三菱重工に入社してきた大卒の新人は、大きなプロジェクトに参加する機会が与えられ、数千万円単位の損失を発生させてしまったことなどを話してくれます。
要は「同じ大卒でも、スケールが違う」ということを言いたかったのでしょう。
片や時給800円程度のアルバイトの私。
片や巨大プロジェクトに加わり、数千万円単位のお金を動かす上場企業の新人。
挫折感を味わっていた私は、「勝ち組」と「負け組」の差を思い知らされ、さらに打ちのめされました。
ホテルの先輩スタッフからは、言葉遣いや接客態度を根本的に叩き直されました。
もともと日銭稼ぎのためにホテルマンを始めた私に、ホスピタリティの精神などひとかけらもありません。
電話による受付も、宿泊客の接客も事務的に淡々と処理するだけです。
とうとうしびれを切らしたのか、先輩スタッフが「お前は本当に一杯食わせ者だな!」と言い放ちました。
※食わせ者=うわべからだけでは判断できない、油断のならない者
私は正直なところ、ホテルのフロントの仕事を誇れませんでした。
しょせんアルバイトです。
でも、先輩スタッフは私に言いました。
「お金をもらっている以上、アルバイトだろうと関係ない。お前はプロなんだ。いいか、プロとして働け」。
機械的に宿泊客をもてなしていた私が、徐々に変わっていったのはそれからです。
感情を込めて宿泊客にあいさつするようにしました。
「いらっしゃいませ」というセリフに、〈遠いところからよく来てくださいました。泊まってくださり、ありがとうございます〉という思いを込めたのです。

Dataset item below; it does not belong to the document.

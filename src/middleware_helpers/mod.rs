pub mod request_id;

pub use request_id::request_id_middleware;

心なしかあいさつする自分の声が、大きくハッキリと聞き取れるようになりました。
次第にサービスする仕事も、面白く感じられてきました。
無愛想な店員に思うこと
私自身、かつて無愛想な接客を平気で行うホテルマンでした。
だから余計にコンビニの無愛想な店員を見たとき、残念な気持ちがしました。
ふてくされていたかつての自分の姿がダブるからです。
「負け組」だとあきらめ、お金のためだけに感情を押し殺して働く自分。
そこに成長と進歩はありませんでした。
自己憐憫に浸っていると、顧客が求めていることに気付かなくなります。
私がアルバイトで心掛けるべきことは、宿泊客に「感じのいいスタッフだな」と感じてもらえるよう笑顔で愛想よく振る舞うことでした。
アルバイトは約1年間継続しました。
終える頃には、わずかながらホテルマンとして働くことにやりがいを感じるようになっていました。
まとめ
もしあなたが接客の仕事にかかわっているなら、あなたの発する言葉の端々に〈ありがたい〉という気持ちを込めるようにしてみてください。
これだけで顧客から見たあなたは、間違いなく愛想よく映るはずです。
気持ちのよい接客は、顧客の「自己重要感」を満たしてあげることにつながります。
必然的に、あなたは顧客から好かれる人間になります。
自然とコミュニケーションもスムーズになるでしょう。